• [What the task asks]:
Work out how many lines in the following entries contain the string "repository", and write only that number.

• [The data]:
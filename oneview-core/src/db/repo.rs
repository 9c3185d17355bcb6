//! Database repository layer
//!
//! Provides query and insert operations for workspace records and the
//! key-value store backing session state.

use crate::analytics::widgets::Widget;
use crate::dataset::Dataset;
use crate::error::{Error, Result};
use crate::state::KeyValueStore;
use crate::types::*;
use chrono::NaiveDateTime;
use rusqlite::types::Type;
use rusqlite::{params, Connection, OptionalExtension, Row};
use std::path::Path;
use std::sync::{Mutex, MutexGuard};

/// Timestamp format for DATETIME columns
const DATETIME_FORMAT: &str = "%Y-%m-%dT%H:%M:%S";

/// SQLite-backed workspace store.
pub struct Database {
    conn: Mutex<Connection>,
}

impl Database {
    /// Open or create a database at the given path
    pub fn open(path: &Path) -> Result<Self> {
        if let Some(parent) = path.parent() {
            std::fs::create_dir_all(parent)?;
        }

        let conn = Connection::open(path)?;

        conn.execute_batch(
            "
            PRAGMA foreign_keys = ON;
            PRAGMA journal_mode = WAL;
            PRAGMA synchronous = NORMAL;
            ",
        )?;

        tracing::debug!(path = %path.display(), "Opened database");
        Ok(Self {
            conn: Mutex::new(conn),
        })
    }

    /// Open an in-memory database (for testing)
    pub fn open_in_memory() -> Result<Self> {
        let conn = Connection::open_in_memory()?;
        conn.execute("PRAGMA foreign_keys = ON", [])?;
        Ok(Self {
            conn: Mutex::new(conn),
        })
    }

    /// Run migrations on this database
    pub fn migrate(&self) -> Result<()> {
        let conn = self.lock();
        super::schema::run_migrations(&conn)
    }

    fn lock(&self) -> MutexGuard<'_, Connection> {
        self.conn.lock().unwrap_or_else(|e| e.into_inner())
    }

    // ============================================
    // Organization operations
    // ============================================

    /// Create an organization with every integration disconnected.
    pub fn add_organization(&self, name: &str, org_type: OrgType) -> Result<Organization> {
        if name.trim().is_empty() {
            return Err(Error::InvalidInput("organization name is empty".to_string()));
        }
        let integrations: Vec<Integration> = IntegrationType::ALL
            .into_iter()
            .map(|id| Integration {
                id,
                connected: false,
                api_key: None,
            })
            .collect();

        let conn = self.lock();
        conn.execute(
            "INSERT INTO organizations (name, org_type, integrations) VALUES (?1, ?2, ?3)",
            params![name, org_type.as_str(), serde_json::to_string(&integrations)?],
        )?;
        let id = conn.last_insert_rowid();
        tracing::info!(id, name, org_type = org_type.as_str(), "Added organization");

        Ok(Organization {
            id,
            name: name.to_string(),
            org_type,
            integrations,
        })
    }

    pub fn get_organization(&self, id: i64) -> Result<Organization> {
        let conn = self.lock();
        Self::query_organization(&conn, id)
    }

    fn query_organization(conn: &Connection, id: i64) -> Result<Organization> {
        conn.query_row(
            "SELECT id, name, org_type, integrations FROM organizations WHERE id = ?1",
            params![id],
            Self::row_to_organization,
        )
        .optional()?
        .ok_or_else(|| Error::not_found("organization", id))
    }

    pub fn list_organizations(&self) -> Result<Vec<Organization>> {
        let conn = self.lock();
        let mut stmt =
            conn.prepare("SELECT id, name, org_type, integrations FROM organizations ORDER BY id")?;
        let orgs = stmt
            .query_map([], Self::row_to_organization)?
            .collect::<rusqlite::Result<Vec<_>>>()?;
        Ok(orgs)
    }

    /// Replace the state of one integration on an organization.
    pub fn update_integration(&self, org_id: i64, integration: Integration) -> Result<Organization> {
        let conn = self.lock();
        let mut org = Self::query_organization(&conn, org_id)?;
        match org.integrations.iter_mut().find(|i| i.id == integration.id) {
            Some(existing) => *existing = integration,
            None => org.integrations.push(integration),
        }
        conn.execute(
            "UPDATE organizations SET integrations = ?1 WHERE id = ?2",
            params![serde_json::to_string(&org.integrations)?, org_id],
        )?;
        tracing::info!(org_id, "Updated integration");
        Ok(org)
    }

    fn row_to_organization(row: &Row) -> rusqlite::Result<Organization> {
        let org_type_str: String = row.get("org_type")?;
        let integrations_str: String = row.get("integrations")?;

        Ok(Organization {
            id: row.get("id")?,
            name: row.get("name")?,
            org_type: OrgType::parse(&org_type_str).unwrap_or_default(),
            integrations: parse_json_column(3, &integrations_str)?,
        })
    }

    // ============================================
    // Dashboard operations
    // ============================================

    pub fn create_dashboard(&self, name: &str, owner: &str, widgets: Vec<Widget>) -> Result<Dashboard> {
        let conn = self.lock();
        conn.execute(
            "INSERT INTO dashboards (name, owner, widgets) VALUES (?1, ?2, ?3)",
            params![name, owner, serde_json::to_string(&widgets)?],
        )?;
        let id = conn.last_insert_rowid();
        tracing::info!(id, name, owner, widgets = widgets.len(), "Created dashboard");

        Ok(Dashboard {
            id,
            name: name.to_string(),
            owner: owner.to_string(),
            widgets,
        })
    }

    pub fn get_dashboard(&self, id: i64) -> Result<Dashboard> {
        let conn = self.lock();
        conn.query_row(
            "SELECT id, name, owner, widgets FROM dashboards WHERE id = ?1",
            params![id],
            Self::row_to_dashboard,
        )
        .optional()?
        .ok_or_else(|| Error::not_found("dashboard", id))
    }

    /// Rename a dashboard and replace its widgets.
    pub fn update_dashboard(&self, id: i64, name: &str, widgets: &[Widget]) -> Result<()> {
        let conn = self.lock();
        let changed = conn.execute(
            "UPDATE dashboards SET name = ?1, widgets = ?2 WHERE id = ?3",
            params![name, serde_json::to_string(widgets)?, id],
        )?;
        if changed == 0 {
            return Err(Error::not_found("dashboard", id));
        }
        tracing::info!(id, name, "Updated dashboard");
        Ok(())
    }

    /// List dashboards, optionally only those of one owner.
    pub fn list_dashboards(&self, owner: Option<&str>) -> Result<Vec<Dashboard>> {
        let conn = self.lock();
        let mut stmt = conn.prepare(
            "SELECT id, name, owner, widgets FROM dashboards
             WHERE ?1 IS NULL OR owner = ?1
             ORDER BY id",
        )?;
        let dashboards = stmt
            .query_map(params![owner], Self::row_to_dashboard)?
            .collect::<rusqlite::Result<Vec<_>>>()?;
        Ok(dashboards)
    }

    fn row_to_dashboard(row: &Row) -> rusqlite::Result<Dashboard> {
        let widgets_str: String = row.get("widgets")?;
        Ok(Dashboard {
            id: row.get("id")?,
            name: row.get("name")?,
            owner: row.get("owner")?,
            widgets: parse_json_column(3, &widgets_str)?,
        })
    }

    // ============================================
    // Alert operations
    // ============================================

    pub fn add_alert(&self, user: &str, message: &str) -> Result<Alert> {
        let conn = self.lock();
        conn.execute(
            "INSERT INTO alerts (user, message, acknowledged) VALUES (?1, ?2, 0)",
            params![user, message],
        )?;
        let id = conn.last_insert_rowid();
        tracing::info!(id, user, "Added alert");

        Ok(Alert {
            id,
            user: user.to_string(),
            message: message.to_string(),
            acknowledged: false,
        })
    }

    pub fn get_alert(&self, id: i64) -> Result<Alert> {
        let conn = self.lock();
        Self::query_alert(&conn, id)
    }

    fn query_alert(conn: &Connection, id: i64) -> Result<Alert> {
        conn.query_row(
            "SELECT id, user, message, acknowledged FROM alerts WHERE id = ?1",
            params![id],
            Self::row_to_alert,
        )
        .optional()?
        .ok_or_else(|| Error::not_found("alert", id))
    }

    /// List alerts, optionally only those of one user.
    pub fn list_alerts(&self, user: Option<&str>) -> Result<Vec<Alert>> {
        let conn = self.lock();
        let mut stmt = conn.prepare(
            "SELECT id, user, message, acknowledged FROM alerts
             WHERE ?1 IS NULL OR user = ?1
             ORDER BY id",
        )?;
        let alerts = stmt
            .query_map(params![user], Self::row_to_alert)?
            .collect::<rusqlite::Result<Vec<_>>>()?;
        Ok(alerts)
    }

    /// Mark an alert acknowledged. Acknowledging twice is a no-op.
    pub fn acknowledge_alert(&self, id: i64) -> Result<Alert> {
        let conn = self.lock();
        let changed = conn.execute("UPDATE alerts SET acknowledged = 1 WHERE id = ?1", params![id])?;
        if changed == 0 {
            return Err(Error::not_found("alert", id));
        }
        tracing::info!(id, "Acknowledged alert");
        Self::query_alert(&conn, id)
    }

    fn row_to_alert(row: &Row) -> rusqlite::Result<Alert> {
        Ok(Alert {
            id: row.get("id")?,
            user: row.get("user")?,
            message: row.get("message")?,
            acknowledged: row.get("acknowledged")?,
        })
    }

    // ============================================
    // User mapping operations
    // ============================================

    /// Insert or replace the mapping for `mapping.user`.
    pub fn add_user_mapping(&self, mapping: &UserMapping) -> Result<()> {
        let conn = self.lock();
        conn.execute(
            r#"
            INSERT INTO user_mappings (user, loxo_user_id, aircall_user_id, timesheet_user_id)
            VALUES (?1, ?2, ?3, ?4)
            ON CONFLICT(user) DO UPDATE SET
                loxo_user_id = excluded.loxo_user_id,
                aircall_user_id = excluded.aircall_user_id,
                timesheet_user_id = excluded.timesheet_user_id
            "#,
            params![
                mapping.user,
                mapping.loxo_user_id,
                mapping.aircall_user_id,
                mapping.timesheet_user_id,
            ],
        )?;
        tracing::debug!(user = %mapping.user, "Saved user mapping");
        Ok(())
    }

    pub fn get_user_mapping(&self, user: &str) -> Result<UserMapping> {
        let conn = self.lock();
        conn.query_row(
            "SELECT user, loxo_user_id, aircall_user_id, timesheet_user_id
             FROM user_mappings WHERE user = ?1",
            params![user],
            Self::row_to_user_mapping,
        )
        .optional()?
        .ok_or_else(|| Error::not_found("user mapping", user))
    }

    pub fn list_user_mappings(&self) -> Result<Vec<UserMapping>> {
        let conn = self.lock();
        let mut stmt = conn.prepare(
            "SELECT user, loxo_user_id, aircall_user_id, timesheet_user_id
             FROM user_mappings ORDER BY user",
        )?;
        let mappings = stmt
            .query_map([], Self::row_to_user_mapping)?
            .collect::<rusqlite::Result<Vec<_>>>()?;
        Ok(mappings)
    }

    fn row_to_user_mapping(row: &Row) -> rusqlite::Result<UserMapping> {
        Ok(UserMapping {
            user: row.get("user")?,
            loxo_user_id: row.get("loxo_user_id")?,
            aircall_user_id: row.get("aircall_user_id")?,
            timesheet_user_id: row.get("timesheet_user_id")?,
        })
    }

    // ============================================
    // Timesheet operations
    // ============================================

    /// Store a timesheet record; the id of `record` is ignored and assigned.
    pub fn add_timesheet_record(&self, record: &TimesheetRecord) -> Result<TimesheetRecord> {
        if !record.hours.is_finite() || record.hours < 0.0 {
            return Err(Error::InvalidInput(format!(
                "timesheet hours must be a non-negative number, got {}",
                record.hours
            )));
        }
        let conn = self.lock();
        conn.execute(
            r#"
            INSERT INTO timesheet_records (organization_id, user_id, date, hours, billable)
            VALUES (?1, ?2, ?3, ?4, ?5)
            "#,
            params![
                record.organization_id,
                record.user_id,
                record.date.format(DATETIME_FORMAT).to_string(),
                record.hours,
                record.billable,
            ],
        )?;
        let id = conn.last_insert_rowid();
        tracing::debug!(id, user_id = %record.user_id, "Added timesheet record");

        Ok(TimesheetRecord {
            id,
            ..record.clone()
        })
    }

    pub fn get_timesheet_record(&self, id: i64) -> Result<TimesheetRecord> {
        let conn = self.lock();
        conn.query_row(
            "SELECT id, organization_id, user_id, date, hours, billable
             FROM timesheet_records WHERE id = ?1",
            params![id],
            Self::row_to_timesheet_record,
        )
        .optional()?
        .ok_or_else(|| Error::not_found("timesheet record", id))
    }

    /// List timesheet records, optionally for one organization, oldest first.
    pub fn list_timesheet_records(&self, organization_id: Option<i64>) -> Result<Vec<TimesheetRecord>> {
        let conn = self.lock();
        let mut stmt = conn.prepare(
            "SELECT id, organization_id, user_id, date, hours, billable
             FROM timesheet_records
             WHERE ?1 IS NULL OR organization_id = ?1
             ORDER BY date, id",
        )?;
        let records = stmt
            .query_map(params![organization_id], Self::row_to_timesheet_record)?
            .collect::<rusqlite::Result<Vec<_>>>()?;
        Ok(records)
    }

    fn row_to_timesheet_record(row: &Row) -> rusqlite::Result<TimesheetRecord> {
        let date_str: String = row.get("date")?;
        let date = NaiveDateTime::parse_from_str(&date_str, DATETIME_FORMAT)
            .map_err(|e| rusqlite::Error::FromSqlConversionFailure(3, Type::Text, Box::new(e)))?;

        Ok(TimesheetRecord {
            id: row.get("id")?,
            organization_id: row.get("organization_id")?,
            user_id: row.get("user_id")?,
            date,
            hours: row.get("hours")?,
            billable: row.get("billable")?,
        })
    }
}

• [Output of the task]:
2